**What the exercise asks**
Taking the listing below, restate word for word each line from the line with "repository b889b9a811707f03" to the line with "#[derive(Debug, Clone, PartialEq)]", ends included, and stop there.

**Listed entries**
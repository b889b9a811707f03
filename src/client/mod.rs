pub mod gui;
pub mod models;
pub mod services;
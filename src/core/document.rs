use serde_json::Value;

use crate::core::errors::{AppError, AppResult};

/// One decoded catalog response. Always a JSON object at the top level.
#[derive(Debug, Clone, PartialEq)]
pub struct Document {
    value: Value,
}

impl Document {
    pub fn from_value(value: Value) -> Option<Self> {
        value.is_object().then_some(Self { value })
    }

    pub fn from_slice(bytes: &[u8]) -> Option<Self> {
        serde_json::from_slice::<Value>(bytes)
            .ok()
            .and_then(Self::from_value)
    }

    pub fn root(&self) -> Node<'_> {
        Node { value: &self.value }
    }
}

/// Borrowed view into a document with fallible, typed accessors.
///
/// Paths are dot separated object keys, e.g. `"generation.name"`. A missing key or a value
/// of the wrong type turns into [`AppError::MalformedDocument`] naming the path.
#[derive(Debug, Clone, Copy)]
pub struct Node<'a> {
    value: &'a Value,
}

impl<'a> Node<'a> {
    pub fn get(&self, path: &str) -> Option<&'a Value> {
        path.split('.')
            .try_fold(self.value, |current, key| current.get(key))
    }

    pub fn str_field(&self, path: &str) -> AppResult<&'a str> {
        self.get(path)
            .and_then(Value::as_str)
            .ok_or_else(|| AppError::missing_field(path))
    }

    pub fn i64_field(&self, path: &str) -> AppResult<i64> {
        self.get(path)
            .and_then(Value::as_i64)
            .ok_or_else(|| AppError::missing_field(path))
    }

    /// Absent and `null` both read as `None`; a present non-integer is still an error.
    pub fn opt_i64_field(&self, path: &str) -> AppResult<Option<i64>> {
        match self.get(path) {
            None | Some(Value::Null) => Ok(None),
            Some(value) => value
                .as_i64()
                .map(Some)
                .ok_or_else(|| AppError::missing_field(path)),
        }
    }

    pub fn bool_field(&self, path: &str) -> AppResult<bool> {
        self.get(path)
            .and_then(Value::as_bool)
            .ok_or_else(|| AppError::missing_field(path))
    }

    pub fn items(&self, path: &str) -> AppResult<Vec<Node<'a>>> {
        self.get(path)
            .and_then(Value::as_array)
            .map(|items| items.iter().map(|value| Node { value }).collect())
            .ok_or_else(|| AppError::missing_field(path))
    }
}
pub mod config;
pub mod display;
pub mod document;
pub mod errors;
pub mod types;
...
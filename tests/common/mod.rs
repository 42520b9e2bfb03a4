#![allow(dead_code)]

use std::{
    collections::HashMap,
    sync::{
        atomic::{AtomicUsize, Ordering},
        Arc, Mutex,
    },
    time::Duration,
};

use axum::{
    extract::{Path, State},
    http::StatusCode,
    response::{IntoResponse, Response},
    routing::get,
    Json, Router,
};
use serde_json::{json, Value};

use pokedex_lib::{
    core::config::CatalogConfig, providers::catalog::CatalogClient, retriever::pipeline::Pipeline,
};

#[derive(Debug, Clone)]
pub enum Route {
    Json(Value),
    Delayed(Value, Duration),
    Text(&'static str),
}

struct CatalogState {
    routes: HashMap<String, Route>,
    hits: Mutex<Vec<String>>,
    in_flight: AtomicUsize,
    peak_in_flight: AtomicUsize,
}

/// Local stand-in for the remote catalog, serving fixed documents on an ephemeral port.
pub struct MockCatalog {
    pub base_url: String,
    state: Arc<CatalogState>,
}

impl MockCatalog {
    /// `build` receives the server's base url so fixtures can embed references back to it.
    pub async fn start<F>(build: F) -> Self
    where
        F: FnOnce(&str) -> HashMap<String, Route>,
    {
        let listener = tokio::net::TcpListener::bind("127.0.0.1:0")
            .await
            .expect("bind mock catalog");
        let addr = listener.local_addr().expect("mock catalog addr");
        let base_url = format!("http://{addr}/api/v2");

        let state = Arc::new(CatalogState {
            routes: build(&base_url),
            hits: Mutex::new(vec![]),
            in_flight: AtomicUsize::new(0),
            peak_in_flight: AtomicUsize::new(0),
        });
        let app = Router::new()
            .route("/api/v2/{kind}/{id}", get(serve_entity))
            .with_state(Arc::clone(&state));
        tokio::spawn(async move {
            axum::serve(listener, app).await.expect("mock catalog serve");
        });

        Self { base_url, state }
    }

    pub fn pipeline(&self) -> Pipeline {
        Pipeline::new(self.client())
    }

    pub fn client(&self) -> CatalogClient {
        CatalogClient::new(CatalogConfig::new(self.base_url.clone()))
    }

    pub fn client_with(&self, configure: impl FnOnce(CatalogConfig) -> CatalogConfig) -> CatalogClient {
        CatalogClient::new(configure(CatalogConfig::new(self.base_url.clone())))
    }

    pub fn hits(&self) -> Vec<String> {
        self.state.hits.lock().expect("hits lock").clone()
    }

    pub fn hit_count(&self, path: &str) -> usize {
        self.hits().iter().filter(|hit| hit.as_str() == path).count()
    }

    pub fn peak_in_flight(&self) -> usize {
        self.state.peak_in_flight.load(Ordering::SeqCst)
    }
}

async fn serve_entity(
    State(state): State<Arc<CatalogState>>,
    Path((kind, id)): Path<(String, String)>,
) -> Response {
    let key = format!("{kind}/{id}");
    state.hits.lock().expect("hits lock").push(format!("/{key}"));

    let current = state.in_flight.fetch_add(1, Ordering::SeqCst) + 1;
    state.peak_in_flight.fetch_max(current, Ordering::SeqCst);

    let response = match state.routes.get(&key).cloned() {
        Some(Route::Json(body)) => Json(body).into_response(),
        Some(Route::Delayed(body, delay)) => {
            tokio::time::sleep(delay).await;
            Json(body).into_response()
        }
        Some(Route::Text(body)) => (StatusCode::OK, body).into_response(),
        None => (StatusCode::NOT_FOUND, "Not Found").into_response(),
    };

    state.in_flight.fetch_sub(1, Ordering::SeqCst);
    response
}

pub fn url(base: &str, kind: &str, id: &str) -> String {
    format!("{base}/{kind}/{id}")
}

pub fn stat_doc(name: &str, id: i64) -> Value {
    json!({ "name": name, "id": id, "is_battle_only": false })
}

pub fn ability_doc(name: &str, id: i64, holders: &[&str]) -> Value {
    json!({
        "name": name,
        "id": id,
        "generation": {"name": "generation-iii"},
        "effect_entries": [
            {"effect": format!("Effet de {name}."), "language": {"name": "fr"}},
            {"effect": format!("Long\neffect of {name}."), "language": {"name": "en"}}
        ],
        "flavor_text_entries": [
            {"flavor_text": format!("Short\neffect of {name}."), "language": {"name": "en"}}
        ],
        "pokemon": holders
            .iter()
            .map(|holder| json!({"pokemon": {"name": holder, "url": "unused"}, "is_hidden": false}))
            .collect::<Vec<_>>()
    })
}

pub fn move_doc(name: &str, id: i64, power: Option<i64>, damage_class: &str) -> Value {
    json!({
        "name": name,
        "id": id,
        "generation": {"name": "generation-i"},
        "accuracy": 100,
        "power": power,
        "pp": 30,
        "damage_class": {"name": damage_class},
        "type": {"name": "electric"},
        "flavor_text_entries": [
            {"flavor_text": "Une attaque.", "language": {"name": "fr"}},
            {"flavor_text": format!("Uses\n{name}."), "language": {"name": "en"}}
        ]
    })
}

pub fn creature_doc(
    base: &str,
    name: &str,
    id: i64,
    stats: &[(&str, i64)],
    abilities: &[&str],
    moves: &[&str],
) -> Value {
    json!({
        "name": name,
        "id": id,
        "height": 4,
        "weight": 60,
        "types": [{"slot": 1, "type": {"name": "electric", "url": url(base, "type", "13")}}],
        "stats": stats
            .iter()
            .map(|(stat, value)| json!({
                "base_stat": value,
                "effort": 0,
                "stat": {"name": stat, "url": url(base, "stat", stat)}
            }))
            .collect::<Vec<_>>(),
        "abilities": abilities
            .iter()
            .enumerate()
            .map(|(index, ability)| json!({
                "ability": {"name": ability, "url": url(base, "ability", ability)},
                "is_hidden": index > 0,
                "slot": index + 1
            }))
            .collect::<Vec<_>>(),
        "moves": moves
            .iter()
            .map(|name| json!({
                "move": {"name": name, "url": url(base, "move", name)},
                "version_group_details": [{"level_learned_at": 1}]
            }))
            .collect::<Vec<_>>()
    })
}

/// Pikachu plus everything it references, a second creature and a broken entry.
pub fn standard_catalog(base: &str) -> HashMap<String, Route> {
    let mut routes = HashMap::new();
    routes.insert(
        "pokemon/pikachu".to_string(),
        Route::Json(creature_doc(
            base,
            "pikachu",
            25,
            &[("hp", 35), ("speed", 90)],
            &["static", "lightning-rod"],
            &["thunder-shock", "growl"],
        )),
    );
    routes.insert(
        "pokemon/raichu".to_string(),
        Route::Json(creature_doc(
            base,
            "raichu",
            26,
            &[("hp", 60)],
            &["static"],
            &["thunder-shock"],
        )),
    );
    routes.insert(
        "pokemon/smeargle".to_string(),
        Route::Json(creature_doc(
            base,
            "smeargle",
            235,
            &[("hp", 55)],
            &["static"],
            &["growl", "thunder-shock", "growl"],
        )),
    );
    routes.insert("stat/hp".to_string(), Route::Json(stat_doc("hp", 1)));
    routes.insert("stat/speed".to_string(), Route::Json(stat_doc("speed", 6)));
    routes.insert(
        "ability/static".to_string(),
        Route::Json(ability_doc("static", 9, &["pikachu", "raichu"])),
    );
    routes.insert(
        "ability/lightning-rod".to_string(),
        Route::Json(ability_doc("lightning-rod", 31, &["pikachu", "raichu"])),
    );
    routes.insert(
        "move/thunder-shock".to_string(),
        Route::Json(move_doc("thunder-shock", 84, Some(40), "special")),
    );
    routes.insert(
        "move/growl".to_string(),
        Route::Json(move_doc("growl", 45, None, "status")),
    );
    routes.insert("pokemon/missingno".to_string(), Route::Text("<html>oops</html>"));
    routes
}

**Answer section**
repository b889b9a811707f03
filename src/client/mod.rs
pub mod gui;
pub mod models;
pub mod services;
filename src/core/document.rs
use serde_json::Value;

use crate::core::errors::{AppError, AppResult};

/// One decoded catalog response. Always a JSON object at the top level.
#[derive(Debug, Clone, PartialEq)]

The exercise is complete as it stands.